Un tempo qui nella mia zona di Ferrara la vacca vecchia veniva chiamata la “Manzarda”, bella imponente e con una carne di gran gusto. Ebbene si! I nostri allevatori italiani fanno la Vaca Vecia, si è sempre fatta e continueranno a farla, una vacca portata all’ingrasso, certo non sempre allevata a pascolo, ma comunque una grande carne.

rubia gallega galiziana

Rubia Gallega: l’importanza del marketing e del fare “sistema”

Come in tutte le cose che fanno gli spagnoli il fattore marketing e comunicazione è sicuramente un qualcosa di dirompente, che penetra nel mercato e si fa conoscere. Fiere, internet, distributori… i nostri vicini  sanno fare molto bene a vendere e valorizzare il loro prodotto!

Attenzione non si sta parlando di qualità, nessuna classifica, si sta solo facendo un po’ di analisi di comunicazione di prodotto. Punto dolente sul quale stiamo insistente da anni ma che evidentemente ancora ci vede (almeno nel nostro settore o categoria) in grave ritardo. Forse non ci si crede fino n fondo, quasi che la comunicazione non facesse parte del nostro lavoro.
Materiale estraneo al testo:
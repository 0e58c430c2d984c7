//! HTTP surface: broker webhooks and the device credential REST API
//!
//! Webhooks always answer 200; a deny is expressed in the body. The broker
//! treats any other status as its own failure.

mod api;
mod webhooks;

pub use api::{ApiError, Envelope, NEW_EXPIRES_AT_HEADER, NEW_TOKEN_HEADER};
pub use webhooks::sanitize_undefined;

use crate::service::SessionService;
use axum::{
    middleware,
    routing::{delete, get, post},
    Router,
};
use std::future::Future;
use std::net::SocketAddr;
use std::sync::Arc;
use tokio::net::TcpListener;
use tracing::info;

#[derive(Clone)]
pub struct AppState {
    pub service: Arc<SessionService>,
}

impl AppState {
    pub fn new(service: SessionService) -> Self {
        Self {
            service: Arc::new(service),
        }
    }
}

pub fn create_router(state: AppState) -> Router {
    let account_api = Router::new()
        .route("/device-tokens", post(api::issue_device_token).get(api::list_device_tokens))
        .route("/device-tokens/conflict", post(api::check_conflict))
        .route("/device-tokens/{client_id}", delete(api::revoke_device_token))
        .route("/session", delete(api::logout))
        .route_layer(middleware::from_fn_with_state(state.clone(), api::require_account));

    let api = account_api.route("/devices/heartbeat", post(api::heartbeat));

    Router::new()
        .route("/auth", post(webhooks::authenticate))
        .route("/acl", post(webhooks::authorize))
        .route("/hooks/connection_status", post(webhooks::connection_status))
        .nest("/api", api)
        .route("/health", get(health_handler))
        .with_state(state)
}

async fn health_handler() -> &'static str {
    "ok"
}

/// Serve on an already bound listener until `shutdown` resolves
pub async fn serve<F>(listener: TcpListener, state: AppState, shutdown: F) -> std::io::Result<()>
where
    F: Future<Output = ()> + Send + 'static,
{
    let addr = listener.local_addr()?;
    info!(addr = %addr, "HTTP server listening");
    axum::serve(listener, create_router(state))
        .with_graceful_shutdown(shutdown)
        .await
}

pub async fn run_server<F>(addr: SocketAddr, state: AppState, shutdown: F) -> std::io::Result<()>
where
    F: Future<Output = ()> + Send + 'static,
{
    let listener = TcpListener::bind(addr).await?;
    serve(listener, state, shutdown).await
}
Eppure i dati sono sotto gli occhi di tutti e basti pensare che appena diciamo “Rubia Gallega” sappiamo già benissimo di cosa stiamo parlando. E se diciamo ad esempio…CINISARA? Siamo sicuri di riscontrare la stessa popolarità? Eppure è sempre una grande razza.
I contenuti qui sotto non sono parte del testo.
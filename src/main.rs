//! rolegate entry point

mod cli;

use crate::cli::{Cli, Commands, ServeArgs, StoreKind};
use anyhow::{Context, Result};
use clap::Parser;
use rolegate::config::ServiceConfig;
use rolegate::server::{run_server, AppState};
use rolegate::service::SessionService;
use rolegate::storage::{KeyedStore, MemoryStore, PostgresConfig, PostgresStore};
use rolegate::transport::{BrokerConfig, BrokerHttpTransport, TransportHandle};
use std::net::SocketAddr;
use std::sync::Arc;
use tokio::signal;
use tracing::{info, warn};
use tracing_subscriber::{layer::SubscriberExt, util::SubscriberInitExt, EnvFilter};

#[tokio::main]
async fn main() -> Result<()> {
    dotenvy::dotenv().ok();

    tracing_subscriber::registry()
        .with(EnvFilter::try_from_default_env().unwrap_or_else(|_| EnvFilter::new("info")))
        .with(tracing_subscriber::fmt::layer())
        .init();

    let cli = Cli::parse();

    match &cli.command {
        Commands::Serve(args) => serve(&cli, args).await,
        Commands::AccountToken { user_id, username } => {
            let service = build_service(&cli, ServiceConfig::default()).await?;
            let issued = service.issue_account(*user_id, username).await?;
            println!("{}", issued.token);
            println!();
            println!("User ID:    {}", user_id);
            println!("Expires at: {}", issued.expires_at().to_rfc3339());
            Ok(())
        }
        Commands::RevokeUser { user_id } => {
            let service = build_service(&cli, ServiceConfig::default()).await?;
            let revoked = service.revoke_user_devices(user_id).await?;
            println!("Revoked {} device credential(s) for {}", revoked, user_id);
            Ok(())
        }
        Commands::Sessions { user_id } => {
            let service = build_service(&cli, ServiceConfig::default()).await?;
            let sessions = service.list_sessions(user_id).await?;
            if sessions.is_empty() {
                println!("(none)");
            }
            for s in sessions {
                let role = s.role.map(|r| r.to_string()).unwrap_or_else(|| "-".to_string());
                println!(
                    "{:<8} {:<12} {:<32} expires {}",
                    s.kind.as_str(),
                    role,
                    s.holder,
                    s.expires_at.to_rfc3339()
                );
            }
            Ok(())
        }
        Commands::Init => {
            let _store = open_postgres(&cli).await?;
            println!("Database schema initialized successfully");
            Ok(())
        }
    }
}

fn postgres_config(cli: &Cli) -> Result<PostgresConfig> {
    match &cli.database_url {
        Some(url) => PostgresConfig::from_url(url).context("Invalid DATABASE_URL"),
        None => PostgresConfig::from_env().context("DATABASE_URL not set"),
    }
}

async fn open_postgres(cli: &Cli) -> Result<PostgresStore> {
    let store = PostgresStore::new(postgres_config(cli)?)
        .await
        .context("Failed to open postgres store")?;
    Ok(store)
}

async fn open_store(cli: &Cli) -> Result<Arc<dyn KeyedStore>> {
    Ok(match cli.store {
        StoreKind::Memory => {
            warn!("Using in-memory store; state is lost on exit");
            Arc::new(MemoryStore::new())
        }
        StoreKind::Postgres => Arc::new(open_postgres(cli).await?),
    })
}

fn secret(cli: &Cli) -> Result<Vec<u8>> {
    let secret = cli
        .secret
        .as_deref()
        .filter(|s| !s.is_empty())
        .context("ROLEGATE_SECRET or --secret required")?;
    Ok(secret.as_bytes().to_vec())
}

async fn build_service(cli: &Cli, config: ServiceConfig) -> Result<SessionService> {
    let config = config.with_secret(secret(cli)?);
    let store = open_store(cli).await?;
    Ok(SessionService::new(store, TransportHandle::unset(), config))
}

async fn serve(cli: &Cli, args: &ServeArgs) -> Result<()> {
    let config = args.service_config(secret(cli)?);
    let store = open_store(cli).await?;

    let transport = match &args.broker_url {
        Some(url) => {
            let broker = BrokerConfig::new(url, &args.broker_api_key, &args.broker_api_secret);
            let transport = BrokerHttpTransport::new(broker).context("Failed to build broker client")?;
            info!(broker = %url, "Broker notifications enabled");
            TransportHandle::new(Arc::new(transport))
        }
        None => {
            warn!("No broker URL configured; kicks will not be delivered to devices");
            TransportHandle::unset()
        }
    };

    let bind_addr: SocketAddr = args.bind.parse().context("Invalid bind address")?;

    let service = SessionService::new(store, transport, config);
    let background = service.spawn_background();

    info!(addr = %bind_addr, "rolegate starting");
    run_server(bind_addr, AppState::new(service), shutdown_signal())
        .await
        .context("HTTP server failed")?;

    info!("Shutdown signal received, stopping background tasks");
    background.shutdown().await;

    info!("rolegate stopped");
    Ok(())
}

async fn shutdown_signal() {
    let ctrl_c = async {
        if let Err(e) = signal::ctrl_c().await {
            warn!(error = %e, "Failed to listen for Ctrl+C");
            std::future::pending::<()>().await;
        }
    };

    #[cfg(unix)]
    let terminate = async {
        match signal::unix::signal(signal::unix::SignalKind::terminate()) {
            Ok(mut sig) => {
                sig.recv().await;
            }
            Err(e) => {
                warn!(error = %e, "Failed to install SIGTERM handler");
                std::future::pending::<()>().await;
            }
        }
    };

    #[cfg(not(unix))]
    let terminate = std::future::pending::<()>();

    tokio::select! {
        _ = ctrl_c => {},
        _ = terminate => {},
    }
}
E se poi ci spostiamo in campo suinicolo…
Chi è che non conosce il Pata Negra?!..

MA se dico…Nero delle Nebrodi, lo conoscono tutti???

(come non sapete cos’è il Nero delle Nebrodi, è un suino di razza autoctona italiana origine Sicilia, monti Nebrodi per l’appunto).

Il problema è che un lombo di Rubia, come sa bene chi è dell’ambiente,  si arriva a pagarlo fior di quattrini, vi sono prezzi che vanno dai € 50,00 in su, fino ad arrivare  ad oltre i € 150!!!

Poi vediamo allevatori italiani che, sebbene facciano lavori eccellenti sui propri capi anche di razze autoctone: Piemonetse, Marchigiana, Romagnola, ecc… non arrivano sicuramente a quei prezzi!
Anzi a volte bastano 10 centesimi in più sul prezzo applicato su queste eccellenze italiane per orientare il possibile cliente a comprare altro.
Eppure ci sono razze straordinarie, si ricercano i migliori alimenti da somministrare al bestiame, si fa benessere animale… però, chissà per quale motivo, spesso il prezzo di vendita non ripaga gli sforzi.

Possiamo allora pensare che sia ANCHE la forza del marketing e della comunicazione di un consorzio fortissimo come quello della Rubia Gallega (che conta ormai più di 2400 dipendenti), possa fare la differenza e padroneggiare il mercato di un altra nazione?

Direi proprio di si, i numeri parlano chiaro e la popolarità che riscontriamo pure.
Probabilmente i nostri consorzi non sono così organizzati, non hanno abbastanza forza o forse non sono interessati ad altri mercati dove, magari, la nostra carne sarebbe più valutata!

Bene, non togliendo nulla a nessuno posso garantire per esperienza che anche in Italia si allevano delle straordinarie Vacche Vece! Ma bisogna andarle a cercare! Se però riuscite ad assaggiare un pezzo di queste carni…beh! Vi posso garantire che il confronto lo reggono, senza sfigurare.

 

2 pensieri su “Rubia Gallega. Ma la “Vaca Vecia” si fa anche in Italia?

  1. Alberto Venturi

    Complimenti per avere espresso il concetto in modo così chiaro , concordo al cento per cento con quanto scritto .
    Finalmente qualcuno che cerca di dare risposte che vanno oltre le mode e le suggestioni del momento.